最初にやるべきは、迷いを「疲れ」と「職場要因」に分けることです。理由は、原因が違えば打ち手も真逆になるからです。
次のチェックを、直近1〜2週間で○×をつけるだけでOKです。

  • 疲れチェック(体と回復):睡眠の質/食欲の変化/休日に回復するか/頭痛・胃痛・動悸/涙もろさ

  • 職場要因チェック(環境と負荷):業務量/裁量のなさ/人間関係/教育体制/記録ルールの厳しさ

疲れが主なら「回復と負荷調整」を先にします。職場要因が主なら「交渉・異動・転職」の検討が現実的になります。

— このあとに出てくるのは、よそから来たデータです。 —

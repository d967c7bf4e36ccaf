//! Shared collaborators handed to every lifecycle.

use std::collections::HashMap;
use std::sync::Arc;

use parking_lot::Mutex;

use crate::cache::MemoryCache;
use crate::config::{perf_logging_enabled, Configuration};
use crate::decoder::{DecodeOptions, Decoder, PixelDownSample};
use crate::key::KeyOptions;
use crate::request::{DownSampleUnit, ImageRequest};
use crate::resolver::DataResolverFactory;
use crate::target::MainThreadDispatcher;

/// Engine-wide state owned by the service and borrowed by lifecycles.
pub(crate) struct ServiceContext {
    pub(crate) config: Configuration,
    pub(crate) key_options: KeyOptions,
    pub(crate) memory_cache: Arc<dyn MemoryCache>,
    pub(crate) resolvers: DataResolverFactory,
    pub(crate) decoder: Arc<dyn Decoder>,
    pub(crate) dispatcher: Arc<dyn MainThreadDispatcher>,
    /// Serializes placeholder loads so one placeholder is fetched once.
    pub(crate) placeholder_locks: KeyedLocks,
    /// Per-phase timing traces (config flag or FASTLOAD_PERF_LOGGING).
    pub(crate) perf_logging: bool,
}

impl ServiceContext {
    pub(crate) fn new(
        config: Configuration,
        memory_cache: Arc<dyn MemoryCache>,
        resolvers: DataResolverFactory,
        decoder: Arc<dyn Decoder>,
        dispatcher: Arc<dyn MainThreadDispatcher>,
    ) -> Self {
        let key_options = KeyOptions {
            display_scale: config.display_scale,
            transform_placeholders: config.transform_placeholders,
        };
        let perf_logging = config.verbose_performance_logging || perf_logging_enabled();
        Self {
            config,
            key_options,
            memory_cache,
            resolvers,
            decoder,
            dispatcher,
            placeholder_locks: KeyedLocks::default(),
            perf_logging,
        }
    }

    /// Decode settings for `request`, with dip geometry converted to pixels.
    pub(crate) fn decode_options(&self, request: &ImageRequest) -> DecodeOptions {
        let down_sample = request
            .down_sample()
            .filter(|ds| !ds.is_empty())
            .map(|ds| {
                let (width, height) = match ds.unit {
                    DownSampleUnit::Pixels => (ds.width, ds.height),
                    DownSampleUnit::Dip => (
                        self.config.dip_to_pixels(ds.width),
                        self.config.dip_to_pixels(ds.height),
                    ),
                };
                PixelDownSample {
                    width,
                    height,
                    allow_upscale: ds.allow_upscale,
                }
            });
        DecodeOptions {
            down_sample,
            max_decoded_bytes: self.config.max_decoded_bytes,
        }
    }

    /// Run a user callback, on the UI thread when so configured.
    pub(crate) fn run_callback(&self, job: Box<dyn FnOnce() + Send>) {
        if self.config.execute_callbacks_on_ui_thread {
            self.dispatcher.post(job);
        } else {
            job();
        }
    }
}

/// One mutex per string key, created on demand and dropped when unused.
#[derive(Default)]
pub(crate) struct KeyedLocks {
    locks: Mutex<HashMap<String, Arc<Mutex<()>>>>,
}

impl KeyedLocks {
    /// Run `f` while holding the lock for `key`.
    pub(crate) fn with_lock<R>(&self, key: &str, f: impl FnOnce() -> R) -> R {
        let lock = Arc::clone(self.locks.lock().entry(key.to_string()).or_default());
        let result = {
            let _guard = lock.lock();
            f()
        };

        let mut locks = self.locks.lock();
        // Map entry plus ours: nobody else is waiting on this key.
        if Arc::strong_count(&lock) == 2 {
            locks.remove(key);
        }
        result
    }

    #[cfg(test)]
    pub(crate) fn len(&self) -> usize {
        self.locks.lock().len()
    }
}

「向いてない気がする」を分解して、変えられる部分と変えにくい部分を見つける

「向いてない」は、分解すると対策が見える言葉です。理由は、原因が1つではなく複数が重なっていることが多いからです。
まずは、きつかった場面を3つ書き出し、次のどれに近いか当てはめます。

  1. スキル不足:評価の組み立て、説明、記録など(学び方と経験で伸びやすい)

  2. 役割/配置のミスマッチ:担当の重さ、時間設計、領域の相性(調整や異動で変わる)

  3. 価値観のミスマッチ:スピード重視/丁寧さ重視、文化の違い(環境要因が大きい)

例として、「評価が怖い」は①寄りになりがちです。「毎日記録に追われる」は②、「空気が合わない」は③に寄りやすくなります。分類できたら、次の一手は自然に決まってきます。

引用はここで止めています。